Sayfalarını karıştırırken  bir yerde durdu.  Gözleri o sayfayı tararken aklından 'acaba yapsam mı?' diye geçirdi. Sahi o büyü yapabilir miydi? Annesi ona damarlarında bir büyücünün kanınında gezdiğini söylemişti eğer öyle bir yeteneği varsa yapabilirdi değil mi? Tıpkı dayısı gibi. Derin bir nefes alıp verdi.

Önceden birkaç ufak büyü yapmıştı. Ama bu başka bir boyuttu. Bu çok zor bir şeye benziyordu. Önce bir ayna bulmalıydı ama kütüphanede aynanın ne işi olurdu?

Etrafına bakarken az ilerideki küçük el aynasını gördü. Kitapların olduğu raftaydı ve ayın ışığıyla parlıyordu. Gülümsedi Mia. Hızla kalkıp aynayı aldığında bunun ablasının aynası olduğunu gördü. Doğru ya önceki akşam buraya gelmişti. Kendisine yardım için.

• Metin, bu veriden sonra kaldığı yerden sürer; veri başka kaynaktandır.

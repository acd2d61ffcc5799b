use futures::future::BoxFuture;
use tokio::runtime::Handle;
use tracing::trace;

/// A scheduled unit of chain work, boxed for submission.
pub type UnitFuture = BoxFuture<'static, ()>;

/// Task submission boundary for chain work.
///
/// An api call step never runs its unit inline; it hands the unit to a
/// spawner and returns. Which execution context the unit lands on is the
/// spawner's decision alone.
#[mockall::automock]
pub trait Spawner: Send + Sync {
    /// Schedules one unit of work. Returns once the unit has been handed
    /// off; the unit itself runs later, possibly on another thread.
    fn spawn_unit(&self, unit: UnitFuture);
}

/// Spawns units onto a Tokio runtime captured at construction time.
pub struct TokioSpawner {
    handle: Handle,
}

impl TokioSpawner {
    /// Captures the current runtime handle.
    ///
    /// # Panics
    ///
    /// Panics when called outside a Tokio runtime; use
    /// [`TokioSpawner::with_handle`] in that case.
    pub fn new() -> Self {
        Self {
            handle: Handle::current(),
        }
    }

    pub fn with_handle(handle: Handle) -> Self {
        Self { handle }
    }
}

impl Default for TokioSpawner {
    fn default() -> Self {
        Self::new()
    }
}

impl Spawner for TokioSpawner {
    fn spawn_unit(&self, unit: UnitFuture) {
        trace!("spawning unit onto tokio runtime");
        self.handle.spawn(unit);
    }
}

/// Runs units to completion on the calling thread before returning.
///
/// The deterministic fake for tests and benches. Pair it with an api that
/// completes without a timer ([`InstantApi`](super::InstantApi)); a unit
/// waiting on a Tokio timer would block the caller here.
pub struct InlineSpawner;

impl Spawner for InlineSpawner {
    fn spawn_unit(&self, unit: UnitFuture) {
        futures::executor::block_on(unit);
    }
}
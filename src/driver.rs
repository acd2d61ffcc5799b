//! # Chain Driver
//!
//! The driver is the top-level caller of a chain: it supplies the final
//! continuation, starts the chain, and awaits the outcome on behalf of async
//! callers. It bridges the continuation world and the async/await world with
//! a oneshot channel. The final continuation sends into the channel, and the
//! driver awaits the receiver.
//!
//! ## Key Features
//!
//! - **Result Awaiting**: `run` resolves when the chain's final continuation
//!   fires, with an explicit timeout on top of the raw drive
//! - **Correlation**: in-flight chains are tracked by id for status queries
//! - **Cancellation**: `cancel` / `cancel_all` flip a chain's token; the
//!   next api call boundary stops issuing work
//!
//! A timed-out chain has its token cancelled so no further units are
//! issued; a unit already in flight completes into a closed channel and is
//! discarded.

use std::{sync::Arc, time::Duration};

use chrono::{DateTime, Utc};
use dashmap::DashMap;
use serde::Serialize;
use thiserror::Error;
use tokio::sync::oneshot;
use tracing::{debug, instrument};

use crate::{
    cancellation::CancelToken,
    chain::{Chain, ChainError, ChainId, ChainResult},
    config::DriverConfig,
    continuation::Continuation,
};

/// A chain currently in flight.
struct ActiveChain {
    cancel: CancelToken,
    started_at: DateTime<Utc>,
}

/// Point-in-time view of one in-flight chain.
#[derive(Debug, Clone, Serialize)]
pub struct ChainStatus {
    pub chain_id: ChainId,
    pub started_at: DateTime<Utc>,
    pub cancelled: bool,
}

pub struct ChainDriver {
    /// Map of in-flight chains indexed by chain ID
    active_chains: Arc<DashMap<ChainId, ActiveChain>>,
    /// Timeout applied by `run` when none is given explicitly
    default_timeout: Duration,
}

impl ChainDriver {
    pub fn new(default_timeout: Duration) -> Self {
        Self {
            active_chains: Arc::new(DashMap::new()),
            default_timeout,
        }
    }

    pub fn from_config(config: &DriverConfig) -> Self {
        Self::new(config.chain_timeout)
    }

    /// Drives `chain` and awaits its final value.
    ///
    /// The chain's final continuation is invoked exactly once on completion;
    /// this method resolves with that outcome, or with
    /// [`DriverError::Timeout`] once the driver timeout elapses (the chain's
    /// token is cancelled so no further units are issued), or with
    /// [`DriverError::Cancelled`] when the chain was cancelled before its
    /// next unit was issued.
    #[instrument(skip(self, chain), fields(chain_id = %chain.id()))]
    pub async fn run<A: Send + 'static>(&self, chain: Chain<A>) -> DriverResult<A> {
        self.run_with_timeout(chain, self.default_timeout).await
    }

    #[instrument(skip(self, chain), fields(chain_id = %chain.id()))]
    pub async fn run_with_timeout<A: Send + 'static>(
        &self,
        chain: Chain<A>,
        timeout: Duration,
    ) -> DriverResult<A> {
        let chain_id: ChainId = chain.id().to_string();
        let cancel = chain.cancel_token();
        let (tx, rx) = oneshot::channel::<ChainResult<A>>();

        self.active_chains.insert(
            chain_id.clone(),
            ActiveChain {
                cancel: cancel.clone(),
                started_at: Utc::now(),
            },
        );

        chain.drive(Continuation::new(move |outcome| {
            // 受信側が先に消えた場合は無視する
            let _ = tx.send(outcome);
        }));

        let result = self.await_outcome(&chain_id, timeout, rx, &cancel).await;
        self.active_chains.remove(&chain_id);
        result
    }

    async fn await_outcome<A: Send + 'static>(
        &self,
        chain_id: &str,
        timeout: Duration,
        rx: oneshot::Receiver<ChainResult<A>>,
        cancel: &CancelToken,
    ) -> DriverResult<A> {
        // タイムアウト用のスリープを作成
        let sleep = tokio::time::sleep(timeout);
        tokio::pin!(sleep);

        tokio::select! {
            _ = &mut sleep => {
                debug!(chain_id, "chain timed out, cancelling token");
                cancel.cancel();
                Err(DriverError::Timeout(chain_id.to_string()))
            }
            outcome = rx => match outcome {
                Ok(result) => result.map_err(DriverError::from),
                // 継続が破棄された場合、トークンの状態で区別する
                Err(_) if cancel.is_cancelled() => {
                    Err(DriverError::Cancelled(chain_id.to_string()))
                }
                Err(_) => Err(DriverError::ChannelClosed),
            }
        }
    }

    /// Cancels one in-flight chain. Work already issued completes; no
    /// further units are started.
    #[instrument(skip(self))]
    pub fn cancel(&self, chain_id: &str) -> DriverResult<()> {
        match self.active_chains.get(chain_id) {
            Some(entry) => {
                entry.cancel.cancel();
                Ok(())
            }
            None => Err(DriverError::NotFound(chain_id.to_string())),
        }
    }

    /// Cancels every in-flight chain, returning how many were flagged.
    pub fn cancel_all(&self) -> usize {
        let mut cancelled = 0;
        for entry in self.active_chains.iter() {
            entry.cancel.cancel();
            cancelled += 1;
        }
        debug!(cancelled, "cancelled all active chains");
        cancelled
    }

    pub fn status(&self, chain_id: &str) -> Option<ChainStatus> {
        self.active_chains.get(chain_id).map(|entry| ChainStatus {
            chain_id: chain_id.to_string(),
            started_at: entry.started_at,
            cancelled: entry.cancel.is_cancelled(),
        })
    }

    pub fn active_count(&self) -> usize {
        self.active_chains.len()
    }
}

#[derive(Debug, Error)]
pub enum DriverError {
    #[error("Chain timed out: {0}")]
    Timeout(ChainId),
    #[error("Chain cancelled: {0}")]
    Cancelled(ChainId),
    #[error("Result channel closed")]
    ChannelClosed,
    #[error("Chain not found: {0}")]
    NotFound(ChainId),
    #[error("Chain error: {0}")]
    Chain(#[from] ChainError),
}

pub type DriverResult<T> = Result<T, DriverError>;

O zaman elinde ayna vardı.

Başını iki yana sallayıp az önce kalktığı yere oturdu.  Ve kitaptaki büyüyü mırıldandı aynaya bakarak. İşe yarayacak mıydı emin değildi. Ama bunu istiyordu.

Mia elindeki aynanın gümüş sapını sıktı ve yatağından kalktı. Dün gece olanlar... onu gerçekten üzmüştü. Zaten kaç gündür de iğrenç zamanlar geçiyordu. Bir de dünyadaki ailesini o şekilde görmek...

İki kızlarınıda kaybetmiş aile oldukça üzgündü ve sürekli kendilerini suçluyorlardı. İyi bir aile olamadıkları için.  Her şey para değildi. Para ile mutlu olunmuyordu. Olunsa bile uzun sürmüyordu. Şimdi o para kaybettikleri kızlarını getirtebilir miydi? Hiç sanmıyordu.  Anne ve babasının o üzgün yüzleri geldi hatrına tekrar Mia'nın. İyi bir anne ve baba olamadıkları için üzülüyorlardı. Sanırım hâlâ eski günlerin acısını çekiyorlardı.

Mia üzerindeki mavi ve gümüş renkteki hareketini pek kısıtlamayan zırhıyla oda da dolanıp duruyordu. Ablasını gönderebilseydi keşke. Belki bir nebze iyi hissedebilirlerdi.

"Şu savaş bittiğinde yanlarına gideceğim."

Başını kaldırıp tavana baktı. Onları özlemişti. Aynayı masasının üstüne koyacaktı ki koluna saplanan acıyla yüzünü buruşturdu. Dün merdivenlerden yuvarlanmıştı. Ve kolunu üstüne düşmüştü. Dayısı bir şifacıya gitmesini istesede o istememişti. İyi olduğunu söylesede hiç iyi değildi. Bir an da merdivenden nasıl düşmüştü sahi?